In the future, Andrews hopes to add overnight pet sitting services to Annabelle’s offerings, as well as an eventual overnight camp for canines and their families. 
 

Two local printing companies merge to become Keystone Millbrook, to add five jobs

Big changes have been underway in the local printing industry thanks to the merger of two of the area’s largest printing businesses, Keystone Printing and Millbrook Printing earlier this year.
 
“It was a long process, but it’s been an exciting one was well,” says Stephanie Murray-Killips, marketing director for the new Keystone Millbrook. “We were able to maintain the majority of our positions.”
 
According to Murray-Killips, the new company combined two shops with unique specialties that allowed most positions to remain unduplicated after the merger.

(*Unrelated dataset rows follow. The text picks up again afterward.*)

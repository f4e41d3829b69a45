#![cfg(test)]

// Property tests for ChainTable kept inside the crate so they can check
// bin placement through the engine's own accessors.

use crate::config::TableConfig;
use crate::cursor::Cursor;
use crate::error::Error;
use crate::hash::{HashFn, KeyHash, StdHash};
use crate::table::ChainTable;
use proptest::prelude::*;
use std::collections::{BTreeSet, HashMap};

// Pool-indexed operations: indices shrink to earlier keys and op lists
// shrink in length.
#[derive(Clone, Debug)]
enum Op {
    Put(usize, i32),
    Erase(usize),
    Get(usize),
    Clear,
    Iterate,
    ScanErase(usize),
}

fn arb_scenario() -> impl Strategy<Value = (Vec<String>, Vec<Op>)> {
    proptest::collection::vec("[a-z]{0,5}", 1..=12).prop_flat_map(|pool| {
        let idxs: Vec<usize> = (0..pool.len()).collect();
        let idx = proptest::sample::select(idxs);
        let op = prop_oneof![
            4 => (idx.clone(), any::<i32>()).prop_map(|(i, v)| Op::Put(i, v)),
            2 => idx.clone().prop_map(Op::Erase),
            2 => idx.clone().prop_map(Op::Get),
            1 => Just(Op::Clear),
            1 => Just(Op::Iterate),
            1 => idx.clone().prop_map(Op::ScanErase),
        ];
        proptest::collection::vec(op, 1..80).prop_map(move |ops| (pool.clone(), ops))
    })
}

fn check_structure<S: KeyHash<String>>(
    sut: &ChainTable<String, i32, S>,
    model: &HashMap<String, i32>,
) -> Result<(), TestCaseError> {
    prop_assert_eq!(sut.len(), model.len());
    prop_assert!(sut.len() as f64 / sut.bins() as f64 <= sut.load_threshold());
    let mut count = 0;
    for bin in 0..sut.bins() {
        for (k, v) in sut.chain(bin) {
            prop_assert_eq!(sut.hash_compress(k), bin);
            prop_assert_eq!(model.get(k), Some(v));
            count += 1;
        }
    }
    prop_assert_eq!(count, model.len());
    Ok(())
}

fn run_state_machine<S: KeyHash<String>>(
    mut sut: ChainTable<String, i32, S>,
    pool: Vec<String>,
    ops: Vec<Op>,
) -> Result<(), TestCaseError> {
    let mut model: HashMap<String, i32> = HashMap::new();
    let mut last_mod = sut.mod_count();
    let mut last_bins = sut.bins();

    for op in ops {
        match op {
            Op::Put(i, v) => {
                let k = pool[i].clone();
                let (_, old) = sut.insert_or_update(k.clone(), v);
                prop_assert_eq!(old, model.insert(k, v));
                prop_assert!(sut.mod_count() > last_mod);
            }
            Op::Erase(i) => {
                let k = &pool[i];
                match model.remove(k) {
                    Some(mv) => {
                        let (kk, vv) = sut.remove(k).expect("present in model");
                        prop_assert_eq!(&kk, k);
                        prop_assert_eq!(vv, mv);
                        prop_assert!(sut.mod_count() > last_mod);
                    }
                    None => {
                        prop_assert_eq!(sut.remove(k), Err(Error::KeyNotFound));
                        prop_assert_eq!(sut.mod_count(), last_mod);
                    }
                }
            }
            Op::Get(i) => {
                let k = &pool[i];
                prop_assert_eq!(sut.get(k), model.get(k));
                prop_assert_eq!(sut.mod_count(), last_mod);
            }
            Op::Clear => {
                sut.clear();
                model.clear();
                prop_assert_eq!(sut.bins(), last_bins);
            }
            Op::Iterate => {
                let seen: Vec<&String> = sut.iter().map(|(k, _)| k).collect();
                let unique: BTreeSet<&String> = seen.iter().copied().collect();
                prop_assert_eq!(seen.len(), unique.len(), "iteration repeated a key");
                let expected: BTreeSet<&String> = model.keys().collect();
                prop_assert_eq!(unique, expected);
            }
            Op::ScanErase(i) => {
                // Erase one key through a cursor, then finish the scan.
                let target = &pool[i];
                let mut c = Cursor::begin(&sut);
                let mut visited = BTreeSet::new();
                while !c.is_end() {
                    let k = c.get(&sut).expect("live cursor").0.clone();
                    prop_assert!(visited.insert(k.clone()), "cursor repeated a key");
                    if &k == target {
                        c.erase(&mut sut).expect("erase at cursor");
                        model.remove(&k);
                    }
                    c.advance(&sut).expect("cursor stays valid after own erase");
                }
                let expected: BTreeSet<String> = model.keys().cloned().chain(
                    visited.contains(target).then(|| target.clone()),
                ).collect();
                prop_assert_eq!(visited, expected);
            }
        }

        prop_assert!(sut.mod_count() >= last_mod);
        prop_assert!(sut.bins() >= last_bins, "bins never shrink");
        last_mod = sut.mod_count();
        last_bins = sut.bins();
        check_structure(&sut, &model)?;
    }
    Ok(())
}

fn colliding(_: &String) -> i64 {
    -17
}

// Property: state-machine equivalence against std::collections::HashMap.
// Invariants exercised across random operation sequences:
// - size equals distinct keys put minus keys erased; every live key reachable.
// - every key sits in the bin `hash_compress` names.
// - `len / bins <= load_threshold` after every operation; bins never shrink.
// - mod_count increases on put/erase/clear and stays put on lookups.
// - cursor erase mid-scan visits every element exactly once.
proptest! {
    #![proptest_config(ProptestConfig { cases: 64, .. ProptestConfig::default() })]
    #[test]
    fn prop_state_machine((pool, ops) in arb_scenario()) {
        let sut: ChainTable<String, i32, StdHash> = ChainTable::with_config(TableConfig::new()).unwrap();
        run_state_machine(sut, pool, ops)?;
    }

    #[test]
    fn prop_state_machine_with_collisions((pool, ops) in arb_scenario()) {
        let sut = ChainTable::with_config(TableConfig::new().hasher(HashFn::new(colliding))).unwrap();
        run_state_machine(sut, pool, ops)?;
    }

    #[test]
    fn prop_state_machine_with_threshold(
        (pool, ops) in arb_scenario(),
        threshold in prop_oneof![Just(0.5), Just(0.75), Just(2.0), Just(3.5)],
        bins in 1usize..8,
    ) {
        let sut: ChainTable<String, i32, StdHash> = ChainTable::with_config(
            TableConfig::new().load_threshold(threshold).initial_bins(bins),
        ).unwrap();
        run_state_machine(sut, pool, ops)?;
    }
}
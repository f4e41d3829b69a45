//! Pluggable hash functions.
//!
//! A table never hashes through `core::hash::Hash` directly; it asks its
//! `KeyHash` capability for an `i64` and compresses that into a bin index.
//! The capability is supplied once, either by the hasher type itself
//! (`KeyHash::type_default`) or by the caller through `TableConfig`.

use core::fmt;
use core::hash::{BuildHasher, BuildHasherDefault, Hash};
use std::collections::hash_map::DefaultHasher;

/// A hash function usable by a chained table.
pub trait KeyHash<K: ?Sized> {
    /// Hash `key`. Any `i64` is fine; negative values are folded by the table.
    fn hash_key(&self, key: &K) -> i64;

    /// True when `self` and `other` compute the same function, i.e. a table
    /// built with one can share bin layout with a table built with the other.
    fn agrees_with(&self, other: &Self) -> bool;

    /// The hasher implied by the type alone, if the type fully determines the
    /// function. `None` means a hasher must be supplied at construction.
    fn type_default() -> Option<Self>
    where
        Self: Sized,
    {
        None
    }
}

/// A hash function given as a plain `fn` pointer.
///
/// Agreement:
/// - Two `HashFn`s built with `tagged` agree exactly when their tags are equal.
/// - Otherwise they agree when they point at the same function. Function
///   addresses are not guaranteed stable: the same function may get distinct
///   addresses in different codegen units, and identical functions may be
///   merged. Use `tagged` when hashers are built in more than one place and
///   must be recognised as the same function.
pub struct HashFn<K: ?Sized> {
    f: fn(&K) -> i64,
    tag: Option<&'static str>,
}

impl<K: ?Sized> HashFn<K> {
    pub const fn new(f: fn(&K) -> i64) -> Self {
        Self { f, tag: None }
    }

    /// `f` with an explicit identity used for agreement checks.
    pub const fn tagged(tag: &'static str, f: fn(&K) -> i64) -> Self {
        Self { f, tag: Some(tag) }
    }

    pub fn tag(&self) -> Option<&'static str> {
        self.tag
    }
}

impl<K: ?Sized> Clone for HashFn<K> {
    fn clone(&self) -> Self {
        *self
    }
}

impl<K: ?Sized> Copy for HashFn<K> {}

impl<K: ?Sized> fmt::Debug for HashFn<K> {
    fn fmt(&self, f: &mut fmt::Formatter<'_>) -> fmt::Result {
        match self.tag {
            Some(tag) => f.debug_tuple("HashFn").field(&tag).finish(),
            None => f.debug_tuple("HashFn").field(&(self.f as *const ())).finish(),
        }
    }
}

impl<K: ?Sized> KeyHash<K> for HashFn<K> {
    #[inline]
    fn hash_key(&self, key: &K) -> i64 {
        (self.f)(key)
    }

    fn agrees_with(&self, other: &Self) -> bool {
        match (self.tag, other.tag) {
            (Some(a), Some(b)) => a == b,
            _ => core::ptr::fn_addr_eq(self.f, other.f),
        }
    }
}

/// Deterministic `BuildHasher` used when no other one is named.
pub type DefaultBuildHasher = BuildHasherDefault<DefaultHasher>;

/// Adapter hashing any `K: Hash` through a `BuildHasher`.
///
/// `StdHash<S>` carries its own type-level default, so tables using it can be
/// built without naming a hasher.
#[derive(Clone, Debug, Default, PartialEq, Eq)]
pub struct StdHash<S = DefaultBuildHasher>(S);

impl<S> StdHash<S> {
    pub fn new(build: S) -> Self {
        StdHash(build)
    }

    pub fn build_hasher(&self) -> &S {
        &self.0
    }
}

impl<K, S> KeyHash<K> for StdHash<S>
where
    K: ?Sized + Hash,
    S: BuildHasher + PartialEq + Default,
{
    #[inline]
    fn hash_key(&self, key: &K) -> i64 {
        self.0.hash_one(key) as i64
    }

    fn agrees_with(&self, other: &Self) -> bool {
        self.0 == other.0
    }

    fn type_default() -> Option<Self> {
        Some(StdHash(S::default()))
    }
}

Not only was Keystone Millbrook able to keep most of their employees, the firm of 50 workers is now hiring more.
 
“The two companies really had a long standing history of exceptional customer service,” Murray-Killips says. “It was a good fit in terms of company values.”
 
Five positions are currently posted, and Murray-Killips says demand will determine whether the company hires one or more employees for each new position. Between the merger and campaign season, that demand is currently looking strong. 
 
“We have just completed one of the greatest sales periods of our companies' history this past month,” says Murray-Killips. “I believe a lot of it has to do with our sales team being invigorated.”
 
The new Keystone Millbrook website is currently underway and will soon be unveiled to the public.